Hemangioma diagnosis and treatment
Your ophthalmologist can diagnose hemangiomas based upon their appearance. More testing is usually not necessary.
Treatment of the hemangioma depends upon the location, size and severity of the lesion. It also depends on whether it is causing vision problems. Not all hemangiomas need treatment. But hemangiomas near the eye should be watched to make sure they do not cause vision problems.

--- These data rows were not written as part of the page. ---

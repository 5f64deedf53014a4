//! Create/edit form shown in the side panel.

use std::sync::Arc;

use domain::record::{EntityRecord, RecordId};
use thiserror::Error;
use tracing::{info, warn};

use super::{
    busy::BusyTracker,
    entity_client::EntityClient,
    field_mapping::{InputMode, to_mutation_input},
    form::{FieldErrors, FormValue, FormValues},
    notification::{Notification, Notifier},
    validation,
};

#[derive(Debug, Clone, PartialEq)]
pub enum FormMode {
    Add,
    Edit(EntityRecord),
}

#[derive(Debug, Error, PartialEq, Eq)]
pub enum FormError {
    #[error("the form is not open")]
    NotOpen,
    #[error("unknown field `{0}`")]
    UnknownField(String),
}

#[derive(Debug, Clone, PartialEq)]
pub enum SubmitOutcome {
    /// Validation failed; no mutation was sent.
    Invalid(FieldErrors),
    Saved(EntityRecord),
    /// The mutation failed; the panel stays open with its values.
    Failed(String),
    NotOpen,
}

pub struct SidePanelForm {
    client: EntityClient,
    notifier: Arc<dyn Notifier>,
    busy: BusyTracker,
    open: bool,
    source_id: Option<RecordId>,
    values: FormValues,
    errors: FieldErrors,
    submitted: bool,
}

impl SidePanelForm {
    pub fn new(client: EntityClient, notifier: Arc<dyn Notifier>, busy: BusyTracker) -> Self {
        let values = FormValues::defaults(client.definition());
        Self {
            client,
            notifier,
            busy,
            open: false,
            source_id: None,
            values,
            errors: FieldErrors::new(),
            submitted: false,
        }
    }

    /// Open the panel. State from any previous open is discarded.
    pub fn open(&mut self, mode: FormMode) {
        let definition = self.client.definition();
        match mode {
            FormMode::Add => {
                self.source_id = None;
                self.values = FormValues::defaults(definition);
            }
            FormMode::Edit(record) => {
                self.values = FormValues::from_record(definition, &record);
                self.source_id = record.id;
            }
        }
        self.errors.clear();
        self.submitted = false;
        self.open = true;
    }

    /// Close without saving; the next open starts from scratch.
    pub fn cancel(&mut self) {
        self.reset();
        self.open = false;
    }

    pub fn is_open(&self) -> bool {
        self.open
    }

    pub fn is_edit(&self) -> bool {
        self.source_id.is_some()
    }

    pub fn values(&self) -> &FormValues {
        &self.values
    }

    pub fn errors(&self) -> &FieldErrors {
        &self.errors
    }

    pub fn error(&self, field: &str) -> Option<&str> {
        self.errors.get(field).map(String::as_str)
    }

    /// Parse `raw` according to the field's kind and set it.
    pub fn set_input(&mut self, field: &str, raw: &str) -> Result<(), FormError> {
        let kind = self
            .client
            .definition()
            .field(field)
            .ok_or_else(|| FormError::UnknownField(field.to_string()))?
            .kind;
        self.set_field(field, FormValue::parse(kind, raw))
    }

    pub fn set_field(&mut self, field: &str, value: FormValue) -> Result<(), FormError> {
        if !self.open {
            return Err(FormError::NotOpen);
        }
        let definition = self.client.definition();
        let descriptor = definition
            .field(field)
            .ok_or_else(|| FormError::UnknownField(field.to_string()))?;

        self.values.set(descriptor.name, value);
        if self.submitted || self.errors.contains_key(descriptor.name) {
            self.revalidate(descriptor.name);
        }

        // Hidden dependents must not carry stale values or errors.
        for dependent in definition.dependents_of(descriptor.name) {
            if validation::is_required(dependent, &self.values) {
                if self.submitted {
                    self.revalidate(dependent.name);
                }
            } else {
                self.values
                    .set(dependent.name, FormValue::default_for(dependent.kind));
                self.errors.remove(dependent.name);
            }
        }
        Ok(())
    }

    fn revalidate(&mut self, name: &'static str) {
        let Some(descriptor) = self.client.definition().field(name) else {
            return;
        };
        match validation::validate_field(descriptor, &self.values) {
            Some(message) => {
                self.errors.insert(name.to_string(), message);
            }
            None => {
                self.errors.remove(name);
            }
        }
    }

    /// Validate, then create or update. On success the form is reset and closed.
    pub async fn submit(&mut self) -> SubmitOutcome {
        if !self.open {
            return SubmitOutcome::NotOpen;
        }
        let definition = self.client.definition();

        self.submitted = true;
        self.errors = validation::validate(definition, &self.values);
        if !self.errors.is_empty() {
            return SubmitOutcome::Invalid(self.errors.clone());
        }

        let (mode, verb) = match self.source_id {
            Some(_) => (InputMode::Update, "updated"),
            None => (InputMode::Create, "created"),
        };
        let input = to_mutation_input(definition, &self.values, mode);

        let result = {
            let _guard = self.busy.begin();
            match &self.source_id {
                Some(id) => self.client.update(id, input).await,
                None => self.client.create(input).await,
            }
        };

        match result {
            Ok(record) => {
                info!(entity = %definition.kind, id = ?record.id, "Record {}", verb);
                self.notifier
                    .notify(Notification::success(format!("{} {}", definition.label, verb)));
                self.reset();
                self.open = false;
                SubmitOutcome::Saved(record)
            }
            Err(e) => {
                warn!(entity = %definition.kind, error = %e, "Save failed");
                let message = e.user_message();
                self.notifier.notify(
                    Notification::error(format!("Failed to save {}", definition.label))
                        .with_description(message.clone()),
                );
                SubmitOutcome::Failed(message)
            }
        }
    }

    fn reset(&mut self) {
        self.values = FormValues::defaults(self.client.definition());
        self.errors.clear();
        self.source_id = None;
        self.submitted = false;
    }
}

#[cfg(test)]
mod tests {
    use domain::models::EntityKind;
    use serde_json::json;

    use super::*;
    use crate::services::{
        graphql::{GraphQlClientError, GraphQlError},
        notification::NotificationStatus,
        test_support::{RecordingNotifier, ScriptedTransport},
    };

    fn form(kind: EntityKind, transport: &Arc<ScriptedTransport>) -> (SidePanelForm, Arc<RecordingNotifier>) {
        let notifier = RecordingNotifier::new();
        let form = SidePanelForm::new(
            EntityClient::new(transport.clone(), kind.definition()),
            notifier.clone(),
            BusyTracker::new(),
        );
        (form, notifier)
    }

    #[tokio::test]
    async fn test_required_field_blocks_mutation() {
        let transport = ScriptedTransport::new();
        let (mut form, notifier) = form(EntityKind::AssetCategory, &transport);
        form.open(FormMode::Add);
        form.set_input("name", "HVAC").unwrap();
        form.set_input("iconColor", "#4A5568").unwrap();
        form.set_input("iconType", "Square").unwrap();

        let outcome = form.submit().await;
        let SubmitOutcome::Invalid(errors) = outcome else {
            panic!("expected validation failure, got {outcome:?}");
        };
        assert_eq!(errors["iconName"], "Icon is required");
        assert_eq!(form.error("iconName"), Some("Icon is required"));
        assert_eq!(transport.total_calls(), 0);
        assert!(notifier.all().is_empty(), "validation errors stay inline");
        assert!(form.is_open());

        // fixing the field clears its error immediately
        form.set_input("iconName", "fan").unwrap();
        assert_eq!(form.error("iconName"), None);
    }

    #[tokio::test]
    async fn test_edit_then_add_starts_empty() {
        let transport = ScriptedTransport::new();
        let (mut form, _) = form(EntityKind::Manufacturer, &transport);
        let record = EntityRecord::new("m1")
            .with("name", "Carrier")
            .with("country", "US");

        form.open(FormMode::Edit(record));
        assert!(form.is_edit());
        assert_eq!(form.values().text("name"), "Carrier");

        form.open(FormMode::Add);
        assert!(!form.is_edit());
        assert_eq!(form.values().text("name"), "");
        assert_eq!(form.values().text("country"), "");
    }

    #[tokio::test]
    async fn test_field_type_toggle_clears_allowed_values() {
        let transport = ScriptedTransport::new();
        let (mut form, _) = form(EntityKind::AssetType, &transport);
        form.open(FormMode::Add);
        form.set_input("name", "Chiller").unwrap();
        form.set_input("assetCategoryId", "c1").unwrap();
        form.set_input("fieldType", "dropdown").unwrap();

        assert!(matches!(form.submit().await, SubmitOutcome::Invalid(_)));
        assert!(form.error("allowedValues").is_some());

        form.set_input("allowedValues", "small, large").unwrap();
        assert_eq!(form.error("allowedValues"), None);

        form.set_input("fieldType", "dropdown").unwrap();
        form.set_input("allowedValues", "").unwrap();
        assert!(form.error("allowedValues").is_some());

        form.set_input("fieldType", "text").unwrap();
        assert_eq!(form.values().text("allowedValues"), "");
        assert_eq!(form.error("allowedValues"), None);
    }

    #[tokio::test]
    async fn test_hidden_allowed_values_are_not_submitted() {
        let transport = ScriptedTransport::new();
        transport.respond(
            "CreateAssetType",
            json!({"createAssetType": {"id": "t1", "name": "Chiller"}}),
        );
        let (mut form, _) = form(EntityKind::AssetType, &transport);
        form.open(FormMode::Add);
        form.set_input("name", "Chiller").unwrap();
        form.set_input("assetCategoryId", "c1").unwrap();
        form.set_input("fieldType", "text").unwrap();
        form.set_input("allowedValues", "stale, hidden").unwrap();

        assert!(matches!(form.submit().await, SubmitOutcome::Saved(_)));
        let input = &transport.requests_for("CreateAssetType")[0].variables["input"];
        assert_eq!(input["field_type"], json!("text"));
        assert_eq!(input["allowed_values"], json!([]));
    }

    #[tokio::test]
    async fn test_cancel_discards_edit_and_closes() {
        let transport = ScriptedTransport::new();
        let (mut form, _) = form(EntityKind::ServiceType, &transport);
        form.open(FormMode::Edit(EntityRecord::new("s1").with("name", "Repair")));
        form.set_input("name", "").unwrap();
        assert!(matches!(form.submit().await, SubmitOutcome::Invalid(_)));

        form.cancel();
        assert!(!form.is_open());
        assert!(!form.is_edit());
        assert!(form.errors().is_empty());
        assert_eq!(form.values().text("name"), "");
        assert_eq!(form.submit().await, SubmitOutcome::NotOpen);
        assert_eq!(transport.total_calls(), 0);
    }

    #[tokio::test]
    async fn test_update_failure_keeps_panel_open() {
        let transport = ScriptedTransport::new();
        transport.fail(
            "UpdateServiceType",
            GraphQlClientError::GraphQl(vec![GraphQlError::new("Name already in use")]),
        );
        let (mut form, notifier) = form(EntityKind::ServiceType, &transport);
        form.open(FormMode::Edit(
            EntityRecord::new("s1").with("name", "Repair"),
        ));
        form.set_input("name", "Inspection").unwrap();

        let outcome = form.submit().await;
        assert_eq!(outcome, SubmitOutcome::Failed("Name already in use".to_string()));
        assert!(form.is_open());
        assert!(form.is_edit());
        assert_eq!(form.values().text("name"), "Inspection");

        let last = notifier.last().unwrap();
        assert_eq!(last.status, NotificationStatus::Error);
        assert_eq!(last.description.as_deref(), Some("Name already in use"));

        let sent = transport.requests_for("UpdateServiceType");
        assert_eq!(sent[0].variables["id"], json!("s1"));
    }

    #[tokio::test]
    async fn test_set_field_requires_open_panel() {
        let transport = ScriptedTransport::new();
        let (mut form, _) = form(EntityKind::Vendor, &transport);
        assert_eq!(form.set_input("name", "x"), Err(FormError::NotOpen));
        form.open(FormMode::Add);
        assert_eq!(
            form.set_input("nickname", "x"),
            Err(FormError::UnknownField("nickname".to_string()))
        );
        assert_eq!(form.submit().await, SubmitOutcome::Invalid(form.errors().clone()));
    }
}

If a hemangioma is causing vision problems, several treatment options are available.
Steroid medications are often used to treat hemangiomas. The steroids work by causing the blood vessels of the hemangioma to shrink. The steroids can be given by mouth, injected into the tumor or applied to its surface.
Potential side effects of steroids include:
These side effects are unusual with close monitoring.
Propranolol is a medication that has fewer side effects than steroids. Propranolol can be taken by mouth or can be applied to the lesion if the hemangioma is small and thin.
Propranolol can affect heart rate and blood pressure. Careful monitoring at the beginning of treatment is sometimes needed. This may include a brief admission to the hospital.
A laser can sometimes stop growth, diminish size or lighten the color of superficial hemangiomas.
Surgery is generally reserved for small, well-defined hemangiomas that are under the skin surface. Most hemangiomas in the eye socket do not need intervention. But if they grow to the point that they are pressing on the optic nerve or displacing the eye, then treatment is needed.